• [Data records]:
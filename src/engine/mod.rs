//! Primer design engine boundary.
//!
//! The orchestrator only sees `PrimerDesignEngine` / `DesignContext`:
//!
//! - `params`: `ConfigBundle` -> engine-native `PRIMER_*` parameters
//! - `thermo`: Tm, GC and self-complementarity helpers
//! - `window`: the built-in exhaustive window-scan engine
//!
//! An engine is shared by every worker; each worker asks it for its own
//! `DesignContext` and reuses that context for every sequence it handles.

pub mod params;
pub mod thermo;
pub mod window;

pub use params::*;
pub use window::*;

use std::fmt;

use crate::domain::{PrimerPairDraft, SequenceRecord};
use crate::error::EngineError;

/// Sequences shorter than this are never handed to an engine.
pub const MIN_DESIGN_LENGTH: usize = 100;

/// Allowed values for the number of pairs requested per sequence.
pub const PAIR_COUNT_RANGE: std::ops::RangeInclusive<usize> = 1..=5;

pub trait PrimerDesignEngine: Sync {
    type Context: DesignContext;

    /// Build per-worker state. Called once per worker, not per sequence.
    fn context(&self, params: &NativeParams) -> Result<Self::Context, EngineError>;
}

pub trait DesignContext {
    /// Up to `num_return` pairs for `record`, best first.
    fn design(
        &mut self,
        record: &SequenceRecord,
        num_return: usize,
    ) -> Result<EngineOutput, EngineError>;
}

/// One pair as the engine reports it.
///
/// Positions are 0-based on the forward strand. `right_position` is the
/// index of the reverse primer's 5' base, so the amplicon spans
/// `left_position..=right_position`.
#[derive(Debug, Clone, PartialEq)]
pub struct CandidatePair {
    pub left_sequence: String,
    pub right_sequence: String,
    pub left_position: u32,
    pub right_position: u32,
    pub left_tm: f64,
    pub right_tm: f64,
    pub left_penalty: f64,
    pub right_penalty: f64,
    pub product_size: u32,
}

impl CandidatePair {
    /// GC content is always recomputed here, never taken from the engine.
    pub fn into_draft(self, sequence_id: &str) -> PrimerPairDraft {
        let gc = |s: &str| thermo::gc_percent(s.trim().to_ascii_uppercase().as_bytes());
        let gc_forward = gc(&self.left_sequence);
        let gc_reverse = gc(&self.right_sequence);
        PrimerPairDraft {
            sequence_id: sequence_id.to_string(),
            forward_primer: self.left_sequence,
            reverse_primer: self.right_sequence,
            tm_forward: self.left_tm,
            tm_reverse: self.right_tm,
            gc_forward,
            gc_reverse,
            product_size: self.product_size,
            forward_start: self.left_position,
            reverse_start: self.right_position,
            penalty_forward: self.left_penalty,
            penalty_reverse: self.right_penalty,
        }
    }
}

/// Why candidates were discarded, per primer side and for pairing.
#[derive(Debug, Clone, Default, PartialEq, Eq)]
pub struct EngineExplain {
    pub left: String,
    pub right: String,
    pub pair: String,
}

impl fmt::Display for EngineExplain {
    fn fmt(&self, f: &mut fmt::Formatter<'_>) -> fmt::Result {
        write!(f, "left: {}; right: {}; pair: {}", self.left, self.right, self.pair)
    }
}

#[derive(Debug, Clone, Default, PartialEq)]
pub struct EngineOutput {
    pub pairs: Vec<CandidatePair>,
    pub explain: Option<EngineExplain>,
}

/// Boundary checks every caller performs before `DesignContext::design`.
pub fn check_request(record: &SequenceRecord, num_return: usize) -> Result<(), EngineError> {
    if record.len() < MIN_DESIGN_LENGTH {
        return Err(EngineError::SequenceTooShort {
            length: record.len(),
            min_length: MIN_DESIGN_LENGTH,
        });
    }
    if !PAIR_COUNT_RANGE.contains(&num_return) {
        return Err(EngineError::InvalidPairCount(num_return));
    }
    Ok(())
}
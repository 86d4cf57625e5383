use std::process::ExitCode;

fn main() -> ExitCode {
    match primer_batch::app::run() {
        Ok(()) => ExitCode::SUCCESS,
        Err(err) => {
            eprintln!("{err}");
            ExitCode::from(err.exit_code())
        }
    }
}
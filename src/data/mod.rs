//! Synthetic input data.

pub mod testdata;

pub use testdata::*;
//! Domain types used throughout the pipeline.
//!
//! This module defines:
//!
//! - validated input sequences (`SequenceRecord`)
//! - designed primer pairs (`PrimerResult`) and batch outputs (`BatchResult`)
//! - run options (`ScheduleMode`, `OutputFormat`)

pub mod types;

pub use types::*;
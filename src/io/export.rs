//! Persist designed primers as CSV or JSON.
//!
//! Both formats share one row shape (`PrimerRow`) so the column order and the
//! rounding rules are defined exactly once. Rounding happens here and nowhere
//! else; `PrimerResult` keeps full precision.
//!
//! Two ways in:
//! - `write_results`: a whole batch at once
//! - `ResultSink` implementations: one result at a time, for streaming runs

use std::fs::{self, File};
use std::io::{BufWriter, Write};
use std::path::{Path, PathBuf};

use serde::Serialize;
use tempfile::NamedTempFile;
use tracing::{debug, info, warn};

use crate::config::ConfigBundle;
use crate::domain::{OutputFormat, PrimerResult};
use crate::error::OutputError;

/// One output row, in output column order.
#[derive(Debug, Clone, PartialEq, Serialize)]
pub struct PrimerRow<'a> {
    pub sequence_id: &'a str,
    pub forward_primer: &'a str,
    pub reverse_primer: &'a str,
    pub tm_forward: f64,
    pub tm_reverse: f64,
    pub gc_forward: f64,
    pub gc_reverse: f64,
    pub length_forward: u32,
    pub length_reverse: u32,
    pub product_size: u32,
    pub forward_start: u32,
    pub reverse_start: u32,
    pub penalty_forward: f64,
    pub penalty_reverse: f64,
}

impl PrimerRow<'_> {
    pub const HEADER: [&'static str; 14] = [
        "sequence_id",
        "forward_primer",
        "reverse_primer",
        "tm_forward",
        "tm_reverse",
        "gc_forward",
        "gc_reverse",
        "length_forward",
        "length_reverse",
        "product_size",
        "forward_start",
        "reverse_start",
        "penalty_forward",
        "penalty_reverse",
    ];
}

impl<'a> From<&'a PrimerResult> for PrimerRow<'a> {
    fn from(r: &'a PrimerResult) -> Self {
        PrimerRow {
            sequence_id: r.sequence_id(),
            forward_primer: r.forward_primer(),
            reverse_primer: r.reverse_primer(),
            tm_forward: round_to(r.tm_forward(), 2),
            tm_reverse: round_to(r.tm_reverse(), 2),
            gc_forward: round_to(r.gc_forward(), 2),
            gc_reverse: round_to(r.gc_reverse(), 2),
            length_forward: r.length_forward(),
            length_reverse: r.length_reverse(),
            product_size: r.product_size(),
            forward_start: r.forward_start(),
            reverse_start: r.reverse_start(),
            penalty_forward: round_to(r.penalty_forward(), 3),
            penalty_reverse: round_to(r.penalty_reverse(), 3),
        }
    }
}

pub fn round_to(value: f64, decimals: i32) -> f64 {
    let scale = 10f64.powi(decimals);
    (value * scale).round() / scale
}

#[derive(Debug, Serialize)]
struct JsonMetadata {
    total_primers: usize,
    config_summary: std::collections::BTreeMap<&'static str, String>,
}

#[derive(Debug, Serialize)]
struct JsonEnvelope<'a> {
    metadata: JsonMetadata,
    primers: Vec<PrimerRow<'a>>,
}

/// Write a whole batch of results to `path`.
pub fn write_results(
    results: &[PrimerResult],
    path: &Path,
    format: OutputFormat,
    config: &ConfigBundle,
) -> Result<(), OutputError> {
    ensure_parent(path)?;
    match format {
        OutputFormat::Csv => write_csv(results, path)?,
        OutputFormat::Json => write_json(results, path, config)?,
    }
    info!(
        path = %path.display(),
        primers = results.len(),
        format = format.extension(),
        "results written"
    );
    Ok(())
}

fn write_csv(results: &[PrimerResult], path: &Path) -> Result<(), OutputError> {
    let mut writer = csv_writer(path)?;
    let csv_err = |source| OutputError::Csv {
        path: path.to_path_buf(),
        source,
    };
    writer.write_record(PrimerRow::HEADER).map_err(csv_err)?;
    for r in results {
        writer.serialize(PrimerRow::from(r)).map_err(csv_err)?;
    }
    writer.flush().map_err(|source| io_err(path, source))
}

fn write_json(
    results: &[PrimerResult],
    path: &Path,
    config: &ConfigBundle,
) -> Result<(), OutputError> {
    let envelope = JsonEnvelope {
        metadata: JsonMetadata {
            total_primers: results.len(),
            config_summary: config.config_summary(),
        },
        primers: results.iter().map(PrimerRow::from).collect(),
    };

    let mut tmp = temp_beside(path)?;
    {
        let mut w = BufWriter::new(tmp.as_file_mut());
        serde_json::to_writer_pretty(&mut w, &envelope).map_err(|source| OutputError::Json {
            path: path.to_path_buf(),
            source,
        })?;
        w.write_all(b"\n").map_err(|source| io_err(path, source))?;
        w.flush().map_err(|source| io_err(path, source))?;
    }
    tmp.persist(path).map_err(|e| io_err(path, e.error))?;
    Ok(())
}

/// `<dir>/<input stem>.primers.<ext>`.
pub fn default_output_path(input: &Path, format: OutputFormat) -> PathBuf {
    let stem = input
        .file_stem()
        .map(|s| s.to_string_lossy().into_owned())
        .unwrap_or_else(|| "output".to_string());
    input.with_file_name(format!("{stem}.primers.{}", format.extension()))
}

/// Warn (but continue) when a user-chosen path disagrees with the format.
pub fn check_output_extension(path: &Path, format: OutputFormat) -> bool {
    let matches = path
        .extension()
        .and_then(|e| e.to_str())
        .is_some_and(|e| e.eq_ignore_ascii_case(format.extension()));
    if !matches {
        warn!(
            path = %path.display(),
            format = format.extension(),
            "output file extension does not match the output format"
        );
    }
    matches
}

fn ensure_parent(path: &Path) -> Result<(), OutputError> {
    match path.parent() {
        Some(dir) if !dir.as_os_str().is_empty() => {
            fs::create_dir_all(dir).map_err(|source| io_err(dir, source))
        }
        _ => Ok(()),
    }
}

fn temp_beside(path: &Path) -> Result<NamedTempFile, OutputError> {
    let dir = match path.parent() {
        Some(d) if !d.as_os_str().is_empty() => d,
        _ => Path::new("."),
    };
    NamedTempFile::new_in(dir).map_err(|source| io_err(path, source))
}

fn csv_writer(path: &Path) -> Result<csv::Writer<File>, OutputError> {
    let file = File::create(path).map_err(|source| io_err(path, source))?;
    Ok(csv::WriterBuilder::new().has_headers(false).from_writer(file))
}

fn io_err(path: &Path, source: std::io::Error) -> OutputError {
    OutputError::Io {
        path: path.to_path_buf(),
        source,
    }
}

/// Destination for results produced one at a time.
pub trait ResultSink {
    fn write(&mut self, result: &PrimerResult) -> Result<(), OutputError>;

    /// Results accepted so far.
    fn written(&self) -> usize;

    /// Finalise the destination. Returns the number of results written.
    fn finish(self) -> Result<usize, OutputError>
    where
        Self: Sized;
}

/// CSV written row by row; each row is flushed before `write` returns.
pub struct CsvStreamSink {
    path: PathBuf,
    writer: csv::Writer<File>,
    header_written: bool,
    written: usize,
}

impl CsvStreamSink {
    pub fn create(path: &Path) -> Result<Self, OutputError> {
        ensure_parent(path)?;
        Ok(Self {
            path: path.to_path_buf(),
            writer: csv_writer(path)?,
            header_written: false,
            written: 0,
        })
    }

    fn csv_err(&self, source: csv::Error) -> OutputError {
        OutputError::Csv {
            path: self.path.clone(),
            source,
        }
    }

    fn ensure_header(&mut self) -> Result<(), OutputError> {
        if !self.header_written {
            self.writer
                .write_record(PrimerRow::HEADER)
                .map_err(|e| self.csv_err(e))?;
            self.header_written = true;
        }
        Ok(())
    }
}

impl ResultSink for CsvStreamSink {
    fn write(&mut self, result: &PrimerResult) -> Result<(), OutputError> {
        self.ensure_header()?;
        self.writer
            .serialize(PrimerRow::from(result))
            .map_err(|e| self.csv_err(e))?;
        self.writer
            .flush()
            .map_err(|source| io_err(&self.path, source))?;
        self.written += 1;
        Ok(())
    }

    fn written(&self) -> usize {
        self.written
    }

    fn finish(mut self) -> Result<usize, OutputError> {
        self.writer
            .flush()
            .map_err(|source| io_err(&self.path, source))?;
        debug!(path = %self.path.display(), rows = self.written, "CSV stream finished");
        Ok(self.written)
    }
}

/// A JSON array built incrementally in a temp file next to the destination
/// and renamed into place by `finish`. Dropped unfinished, nothing appears at
/// the destination.
pub struct JsonStreamSink {
    path: PathBuf,
    writer: BufWriter<NamedTempFile>,
    written: usize,
}

impl JsonStreamSink {
    pub fn create(path: &Path) -> Result<Self, OutputError> {
        ensure_parent(path)?;
        Ok(Self {
            path: path.to_path_buf(),
            writer: BufWriter::new(temp_beside(path)?),
            written: 0,
        })
    }
}

impl ResultSink for JsonStreamSink {
    fn write(&mut self, result: &PrimerResult) -> Result<(), OutputError> {
        let sep: &[u8] = if self.written == 0 { b"[\n  " } else { b",\n  " };
        self.writer
            .write_all(sep)
            .map_err(|source| io_err(&self.path, source))?;
        serde_json::to_writer(&mut self.writer, &PrimerRow::from(result)).map_err(|source| {
            OutputError::Json {
                path: self.path.clone(),
                source,
            }
        })?;
        self.writer
            .flush()
            .map_err(|source| io_err(&self.path, source))?;
        self.written += 1;
        Ok(())
    }

    fn written(&self) -> usize {
        self.written
    }

    fn finish(mut self) -> Result<usize, OutputError> {
        let tail: &[u8] = if self.written == 0 { b"[]\n" } else { b"\n]\n" };
        self.writer
            .write_all(tail)
            .map_err(|source| io_err(&self.path, source))?;
        let tmp = self
            .writer
            .into_inner()
            .map_err(|e| io_err(&self.path, e.into_error()))?;
        tmp.persist(&self.path)
            .map_err(|e| io_err(&self.path, e.error))?;
        debug!(path = %self.path.display(), items = self.written, "JSON stream finished");
        Ok(self.written)
    }
}

#[cfg(test)]
mod tests {
    use super::*;
    use crate::domain::{PrimerResult, sample_draft};

    fn results() -> Vec<PrimerResult> {
        vec![
            PrimerResult::new(sample_draft("seq_a")).unwrap(),
            PrimerResult::new(sample_draft("seq_b")).unwrap(),
        ]
    }

    #[test]
    fn rows_are_rounded_at_serialization() {
        let r = PrimerResult::new(sample_draft("s")).unwrap();
        let row = PrimerRow::from(&r);
        assert_eq!(row.tm_forward, 59.88);
        assert_eq!(row.tm_reverse, 60.41);
        assert_eq!(row.penalty_forward, 0.123);
        assert_eq!(row.penalty_reverse, 0.413);
        // The result itself keeps full precision.
        assert_eq!(r.tm_forward(), 59.87654);
    }

    #[test]
    fn csv_has_fixed_columns_and_header() {
        let dir = tempfile::tempdir().unwrap();
        let path = dir.path().join("nested/out.csv");
        write_results(&results(), &path, OutputFormat::Csv, &ConfigBundle::DEFAULT).unwrap();

        let text = fs::read_to_string(&path).unwrap();
        let mut lines = text.lines();
        assert_eq!(lines.next().unwrap(), PrimerRow::HEADER.join(","));
        let first: Vec<&str> = lines.next().unwrap().split(',').collect();
        assert_eq!(first[0], "seq_a");
        assert_eq!(first[3], "59.88");
        assert_eq!(first.len(), 14);
        assert_eq!(text.lines().count(), 3);
    }

    #[test]
    fn empty_csv_still_has_header() {
        let dir = tempfile::tempdir().unwrap();
        let path = dir.path().join("empty.csv");
        write_results(&[], &path, OutputFormat::Csv, &ConfigBundle::DEFAULT).unwrap();
        let text = fs::read_to_string(&path).unwrap();
        assert_eq!(text.trim_end(), PrimerRow::HEADER.join(","));
    }

    #[test]
    fn json_has_metadata_envelope() {
        let dir = tempfile::tempdir().unwrap();
        let path = dir.path().join("out.json");
        write_results(&results(), &path, OutputFormat::Json, &ConfigBundle::DEFAULT).unwrap();

        let value: serde_json::Value =
            serde_json::from_str(&fs::read_to_string(&path).unwrap()).unwrap();
        assert_eq!(value["metadata"]["total_primers"], 2);
        assert_eq!(value["metadata"]["config_summary"]["optimal_size"], "20 bp");
        assert_eq!(value["primers"].as_array().unwrap().len(), 2);
        assert_eq!(value["primers"][1]["sequence_id"], "seq_b");
        assert_eq!(value["primers"][0]["gc_reverse"], 50.0);
        // No stray temp files are left next to the output.
        assert_eq!(fs::read_dir(dir.path()).unwrap().count(), 1);
    }

    #[test]
    fn default_path_and_extension_check() {
        let p = default_output_path(Path::new("/data/run1/genes.fasta"), OutputFormat::Json);
        assert_eq!(p, PathBuf::from("/data/run1/genes.primers.json"));
        assert!(check_output_extension(Path::new("x.CSV"), OutputFormat::Csv));
        assert!(!check_output_extension(Path::new("x.txt"), OutputFormat::Json));
    }

    #[test]
    fn csv_stream_is_readable_mid_run() {
        let dir = tempfile::tempdir().unwrap();
        let path = dir.path().join("stream.csv");
        let mut sink = CsvStreamSink::create(&path).unwrap();
        assert_eq!(fs::read_to_string(&path).unwrap(), "");

        let rs = results();
        sink.write(&rs[0]).unwrap();
        assert_eq!(fs::read_to_string(&path).unwrap().lines().count(), 2);
        assert_eq!(sink.written(), 1);
        sink.write(&rs[1]).unwrap();
        assert_eq!(sink.finish().unwrap(), 2);
        assert_eq!(fs::read_to_string(&path).unwrap().lines().count(), 3);

        let empty = dir.path().join("empty.csv");
        assert_eq!(CsvStreamSink::create(&empty).unwrap().finish().unwrap(), 0);
        // No successes, no header.
        assert_eq!(fs::read_to_string(&empty).unwrap(), "");
    }

    #[test]
    fn json_stream_is_a_valid_array_once_finished() {
        let dir = tempfile::tempdir().unwrap();
        let path = dir.path().join("stream.json");
        let mut sink = JsonStreamSink::create(&path).unwrap();
        for r in &results() {
            sink.write(r).unwrap();
        }
        assert_eq!(sink.written(), 2);
        assert!(!path.exists());
        sink.finish().unwrap();

        let value: serde_json::Value =
            serde_json::from_str(&fs::read_to_string(&path).unwrap()).unwrap();
        assert_eq!(value.as_array().unwrap().len(), 2);
    }

    #[test]
    fn json_stream_edge_cases() {
        let dir = tempfile::tempdir().unwrap();

        let empty = dir.path().join("empty.json");
        JsonStreamSink::create(&empty).unwrap().finish().unwrap();
        assert_eq!(fs::read_to_string(&empty).unwrap().trim(), "[]");

        let abandoned = dir.path().join("abandoned.json");
        {
            let mut sink = JsonStreamSink::create(&abandoned).unwrap();
            sink.write(&results()[0]).unwrap();
        }
        assert!(!abandoned.exists());
        // Only the finished file remains; the abandoned temp file is gone.
        assert_eq!(fs::read_dir(dir.path()).unwrap().count(), 1);
    }
}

• [Directions]:
Find every line in the records above that contains the word "built", and copy each one.

• [Exercise solution]:
//! - `window`: the built-in exhaustive window-scan engine
/// A JSON array built incrementally in a temp file next to the destination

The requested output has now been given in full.